Data assimilation and parameter estimation for a multiscale stochastic system with \alpha-stable Lévy noise

# Data assimilation and parameter estimation for a multiscale stochastic system with α-stable Lévy noise

Yanjie Zhang, Zhuan Cheng, Xinyong Zhang, Xiaoli Chen, Jinqiao Duan and Xiaofan Li Center for Mathematical Sciences & School of Mathematics and Statistics, Huazhong University of Science and Technology, Wuhan 430074, China Department of Applied Mathematics, Illinois Institute of Technology, Chicago, IL 60616, USA Department of Mathematical Sciences, Tsinghua University, Beijing 100084, China This work was partly supported by the NSF grant 1620449, and NSFC grants 11531006, 11371367, and 11271290.
###### Abstract

This work is about low dimensional reduction for a slow-fast data assimilation system with non-Gaussian stable Lévy noise via stochastic averaging. When the observations are only available for slow components, we show that the averaged, low dimensional filter approximates the original filter, by examining the corresponding Zakai stochastic partial differential equations. Furthermore, we demonstrate that the low dimensional slow system approximates the slow dynamics of the original system, by examining parameter estimation and most probable paths.
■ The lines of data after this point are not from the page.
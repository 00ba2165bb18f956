//! Metrics Window Module
//!
//! Selects a time window of samples across a set of services and keeps only
//! the most recent samples of each (service, metric) series. This is lossy
//! downsampling for prompt size, not statistics.

pub mod sqlite;

pub use sqlite::SqliteMetricsStore;

use std::collections::{BTreeSet, HashMap};
use std::sync::Arc;

use anyhow::Result;
use async_trait::async_trait;
use chrono::{Duration, NaiveDateTime, Utc};
use tracing::debug;

use crate::error::{Backend, ContextError, ContextResult};
use crate::model::MetricSample;

/// Read-only query contract of the metrics store.
#[async_trait]
pub trait MetricsStore: Send + Sync {
    /// Samples for `services` with `timestamp >= since`, optionally restricted to one metric name.
    async fn samples_since(
        &self,
        services: &[String],
        since: NaiveDateTime,
        metric_name: Option<&str>,
    ) -> Result<Vec<MetricSample>>;

    /// Newest samples across all services, newest first.
    async fn latest(&self, limit: usize) -> Result<Vec<MetricSample>>;
}

/// Window length and per-series cap chosen by a call site.
#[derive(Debug, Clone, Copy, PartialEq, Eq)]
pub struct WindowPolicy {
    pub hours: u32,
    pub max_per_group: usize,
}

impl WindowPolicy {
    /// Single service, long window.
    pub const SUMMARY: WindowPolicy = WindowPolicy { hours: 24, max_per_group: 10 };
    /// Many services, short window and a tighter cap per series.
    pub const BLAST_RADIUS: WindowPolicy = WindowPolicy { hours: 3, max_per_group: 3 };
}

/// Keep the last `max_per_group` samples (by timestamp) of every
/// (service_name, metric_name) series.
///
/// Series keep first-seen order; samples inside a series come out ascending.
pub fn keep_most_recent(samples: Vec<MetricSample>, max_per_group: usize) -> Vec<MetricSample> {
    let mut order: Vec<(String, String)> = Vec::new();
    let mut groups: HashMap<(String, String), Vec<MetricSample>> = HashMap::new();

    for sample in samples {
        let key = (sample.service_name.clone(), sample.metric_name.clone());
        groups
            .entry(key)
            .or_insert_with_key(|k| {
                order.push(k.clone());
                Vec::new()
            })
            .push(sample);
    }

    let mut kept = Vec::new();
    for key in order {
        if let Some(mut series) = groups.remove(&key) {
            series.sort_by(|a, b| a.timestamp.cmp(&b.timestamp));
            let skip = series.len().saturating_sub(max_per_group);
            kept.extend(series.into_iter().skip(skip));
        }
    }
    kept
}

/// Downsampled window plus the raw sample count it was cut from.
#[derive(Debug, Clone, Default, PartialEq)]
pub struct MetricsWindow {
    pub samples: Vec<MetricSample>,
    /// Samples in the window before per-series truncation.
    pub fetched: usize,
}

/// Fetches and downsamples metric windows from an injected [`MetricsStore`].
#[derive(Clone)]
pub struct MetricsWindowAggregator {
    store: Arc<dyn MetricsStore>,
}

impl MetricsWindowAggregator {
    pub fn new(store: Arc<dyn MetricsStore>) -> Self {
        Self { store }
    }

    /// Samples from the last `window_hours` for every service in `services`,
    /// capped at `max_per_group` per series. An empty set returns nothing
    /// without touching the store.
    pub async fn fetch_window(
        &self,
        services: &BTreeSet<String>,
        window_hours: u32,
        max_per_group: usize,
        metric_name: Option<&str>,
    ) -> ContextResult<Vec<MetricSample>> {
        Ok(self
            .window(services, window_hours, max_per_group, metric_name)
            .await?
            .samples)
    }

    /// Like [`fetch_window`](Self::fetch_window), also reporting how many
    /// samples the window held before downsampling.
    pub async fn window(
        &self,
        services: &BTreeSet<String>,
        window_hours: u32,
        max_per_group: usize,
        metric_name: Option<&str>,
    ) -> ContextResult<MetricsWindow> {
        if services.is_empty() {
            return Ok(MetricsWindow::default());
        }

        let since = Utc::now().naive_utc() - Duration::hours(i64::from(window_hours));
        let names: Vec<String> = services.iter().cloned().collect();
        let raw = self
            .store
            .samples_since(&names, since, metric_name)
            .await
            .map_err(|e| ContextError::backend(Backend::Metrics, e))?;

        let fetched = raw.len();
        let samples = keep_most_recent(raw, max_per_group);
        debug!(services = names.len(), fetched, kept = samples.len(), window_hours, "metrics window");
        Ok(MetricsWindow { samples, fetched })
    }

    /// [`window`](Self::window) with a named policy.
    pub async fn fetch_with(
        &self,
        services: &BTreeSet<String>,
        policy: WindowPolicy,
    ) -> ContextResult<MetricsWindow> {
        self.window(services, policy.hours, policy.max_per_group, None).await
    }

    /// Newest samples across the store, for inspection tooling.
    pub async fn latest(&self, limit: usize) -> ContextResult<Vec<MetricSample>> {
        self.store
            .latest(limit)
            .await
            .map_err(|e| ContextError::backend(Backend::Metrics, e))
    }
}

#[cfg(test)]
mod tests {
    use super::*;
    use std::sync::atomic::{AtomicUsize, Ordering};

    fn at(minutes: i64) -> NaiveDateTime {
        Utc::now().naive_utc() - Duration::minutes(minutes)
    }

    fn sample(minutes_ago: i64, service: &str, metric: &str, value: f64) -> MetricSample {
        MetricSample::new(at(minutes_ago), service, metric, value)
    }

    #[test]
    fn test_truncation_keeps_most_recent_ascending() {
        // Deliberately out of order.
        let samples = vec![
            sample(10, "PaymentService", "latency_p95", 3.0),
            sample(50, "PaymentService", "latency_p95", 1.0),
            sample(5, "PaymentService", "latency_p95", 4.0),
            sample(30, "PaymentService", "latency_p95", 2.0),
            sample(1, "PaymentService", "latency_p95", 5.0),
        ];

        let kept = keep_most_recent(samples, 3);
        let values: Vec<f64> = kept.iter().map(|s| s.value).collect();
        assert_eq!(values, vec![3.0, 4.0, 5.0]);
        assert!(kept.windows(2).all(|w| w[0].timestamp <= w[1].timestamp));
    }

    #[test]
    fn test_small_groups_are_untouched() {
        let samples = vec![
            sample(2, "CartService", "error_rate", 0.1),
            sample(1, "CartService", "error_rate", 0.2),
        ];
        assert_eq!(keep_most_recent(samples, 10).len(), 2);
    }

    #[test]
    fn test_groups_are_not_interleaved() {
        let samples = vec![
            sample(4, "A", "latency_p95", 1.0),
            sample(4, "B", "latency_p95", 10.0),
            sample(3, "A", "latency_p95", 2.0),
            sample(3, "A", "error_rate", 0.5),
            sample(2, "B", "latency_p95", 20.0),
        ];

        let kept = keep_most_recent(samples, 5);
        let keys: Vec<(&str, &str)> = kept
            .iter()
            .map(|s| (s.service_name.as_str(), s.metric_name.as_str()))
            .collect();
        assert_eq!(
            keys,
            vec![
                ("A", "latency_p95"),
                ("A", "latency_p95"),
                ("B", "latency_p95"),
                ("B", "latency_p95"),
                ("A", "error_rate"),
            ]
        );
    }

    #[test]
    fn test_group_key_is_service_and_metric() {
        let samples = vec![
            sample(3, "A", "latency_p95", 1.0),
            sample(2, "A", "throughput", 2.0),
            sample(1, "B", "latency_p95", 3.0),
        ];
        assert_eq!(keep_most_recent(samples, 1).len(), 3);
    }

    struct CountingStore {
        calls: AtomicUsize,
    }

    #[async_trait]
    impl MetricsStore for CountingStore {
        async fn samples_since(&self, _: &[String], _: NaiveDateTime, _: Option<&str>) -> Result<Vec<MetricSample>> {
            self.calls.fetch_add(1, Ordering::SeqCst);
            Ok(Vec::new())
        }

        async fn latest(&self, _: usize) -> Result<Vec<MetricSample>> {
            Ok(Vec::new())
        }
    }

    #[tokio::test]
    async fn test_empty_service_set_skips_the_store() {
        let store = Arc::new(CountingStore { calls: AtomicUsize::new(0) });
        let aggregator = MetricsWindowAggregator::new(store.clone());

        let samples = aggregator.fetch_window(&BTreeSet::new(), 24, 10, None).await.unwrap();
        assert!(samples.is_empty());
        assert_eq!(store.calls.load(Ordering::SeqCst), 0);
    }

    struct Burst(usize);

    #[async_trait]
    impl MetricsStore for Burst {
        async fn samples_since(&self, _: &[String], _: NaiveDateTime, _: Option<&str>) -> Result<Vec<MetricSample>> {
            Ok((0..self.0).map(|i| sample(i as i64, "PaymentService", "latency_p95", i as f64)).collect())
        }

        async fn latest(&self, _: usize) -> Result<Vec<MetricSample>> {
            Ok(Vec::new())
        }
    }

    #[tokio::test]
    async fn test_window_reports_raw_count_before_truncation() {
        let aggregator = MetricsWindowAggregator::new(Arc::new(Burst(20)));
        let services = BTreeSet::from(["PaymentService".to_string()]);

        let window = aggregator.fetch_with(&services, WindowPolicy::SUMMARY).await.unwrap();
        assert_eq!(window.fetched, 20);
        assert_eq!(window.samples.len(), 10);
    }

    #[test]
    fn test_policies() {
        assert_eq!(WindowPolicy::SUMMARY, WindowPolicy { hours: 24, max_per_group: 10 });
        assert_eq!(WindowPolicy::BLAST_RADIUS, WindowPolicy { hours: 3, max_per_group: 3 });
    }
}
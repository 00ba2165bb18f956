//! Print the context bundle the engine would hand to the generation backend.
//!
//! Usage: `inspect_context <service> [summary|blast-radius]`

use anyhow::{bail, Context, Result};
use tracing::info;

use slo_context::generation::{render_context, InlinePolicy};
use slo_context::{ContextMode, Settings, SloAdvisor};

#[tokio::main]
async fn main() -> Result<()> {
    dotenv::dotenv().ok();
    tracing_subscriber::fmt()
        .with_env_filter(tracing_subscriber::EnvFilter::from_default_env().add_directive(tracing::Level::INFO.into()))
        .init();

    let mut args = std::env::args().skip(1);
    let service = args.next().context("usage: inspect_context <service> [summary|blast-radius]")?;
    let mode = match args.next().as_deref() {
        None | Some("summary") => ContextMode::Summary,
        Some("blast-radius") | Some("blast_radius") => ContextMode::BlastRadius,
        Some(other) => bail!("unknown mode '{}', expected summary or blast-radius", other),
    };

    let settings = Settings::from_env()?;
    let advisor = SloAdvisor::from_settings(&settings).await?;

    info!(service = %service, mode = %mode, "composing context");
    let bundle = advisor.composer().compose(&service, mode).await?;

    println!("{}", render_context(&bundle, &InlinePolicy::default()));
    println!("{}", serde_json::to_string_pretty(&bundle)?);
    Ok(())
}
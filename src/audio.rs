use rodio::{Decoder, OutputStream, OutputStreamHandle, Sink, Source, source::Buffered};
use std::fs::File;
use std::io::BufReader;
use std::path::Path;
use std::time::Duration;
use tracing::{debug, warn};

use crate::settings::Settings;

type Sound = Buffered<Decoder<BufReader<File>>>;

const LASER_VOLUME: f32 = 0.3;
const LASER_LENGTH: Duration = Duration::from_millis(300);
const IMPACT_VOLUME: f32 = 0.5;
const IMPACT_LENGTH: Duration = Duration::from_millis(500);

/// Audio manager for playing sound effects.
///
/// Every part is optional: without an output device or sound files the game
/// simply plays silent.
pub struct AudioManager {
    output: Option<(OutputStream, OutputStreamHandle)>,
    laser_sound: Option<Sound>,
    impact_sound: Option<Sound>,
}

impl AudioManager {
    /// Opens the default output device and pre-loads the sound effects
    pub fn new(settings: &Settings) -> Self {
        let output = match OutputStream::try_default() {
            Ok(output) => Some(output),
            Err(err) => {
                warn!("no audio output ({err}), continuing without sound");
                None
            }
        };

        Self {
            output,
            laser_sound: load_sound(&settings.laser_sound),
            impact_sound: load_sound(&settings.impact_sound),
        }
    }

    /// A manager that never makes a sound
    pub fn silent() -> Self {
        Self {
            output: None,
            laser_sound: None,
            impact_sound: None,
        }
    }

    pub fn play_laser_sound(&self) {
        self.play(self.laser_sound.as_ref(), LASER_VOLUME, LASER_LENGTH);
    }

    pub fn play_impact_sound(&self) {
        self.play(self.impact_sound.as_ref(), IMPACT_VOLUME, IMPACT_LENGTH);
    }

    fn play(&self, sound: Option<&Sound>, volume: f32, length: Duration) {
        let (Some(sound), Some((_, handle))) = (sound, &self.output) else {
            return;
        };
        // Playback errors are dropped; a missed effect is not worth stopping for
        if let Ok(sink) = Sink::try_new(handle) {
            sink.set_volume(volume);
            // Cloning a buffered source only clones references
            sink.append(sound.clone().take_duration(length));
            sink.detach();
        }
    }
}

fn load_sound(path: &Path) -> Option<Sound> {
    let file = match File::open(path) {
        Ok(file) => file,
        Err(err) => {
            warn!(path = %path.display(), "could not open sound: {err}");
            return None;
        }
    };
    match Decoder::new(BufReader::new(file)) {
        Ok(source) => {
            debug!(path = %path.display(), "sound loaded");
            Some(source.buffered())
        }
        Err(err) => {
            warn!(path = %path.display(), "could not decode sound: {err}");
            None
        }
    }
}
Keywords: Multiscale systems, non-Gaussian Lévy noise, averaging principle, Zakai equation, parameter estimation, most probable paths

## 1 Introduction

Data assimilation is a procedure to extract system state information with the help of observations [18]. The state evolution and the observations are usually under random fluctuations. The general idea is to gain the best estimate for the true system state, in terms of the probability distribution for the system state, given only some noisy observations of the system. It provides a recursive algorithm for estimating a signal or state of a random dynamical system based on noisy measurements. It is also very important in many practical applications from inertial guidance of aircrafts and spacecrafts to weather and climate prediction. Most of the existing works on data assimilation is conducted in the context of Gaussian random fluctuations. The effects of multiscale signal and observation processes in the context of Gaussian random fluctuations has been considered by Park et.al.(see [1]), and they have shown that the probability density of the original system converges to that of the reduced system, by a Fourier analysis method. Imkeller et.al.[2] have further proved the convergence in distribution for the optimal filter, via backward stochastic differential equations and asymptotic techniques.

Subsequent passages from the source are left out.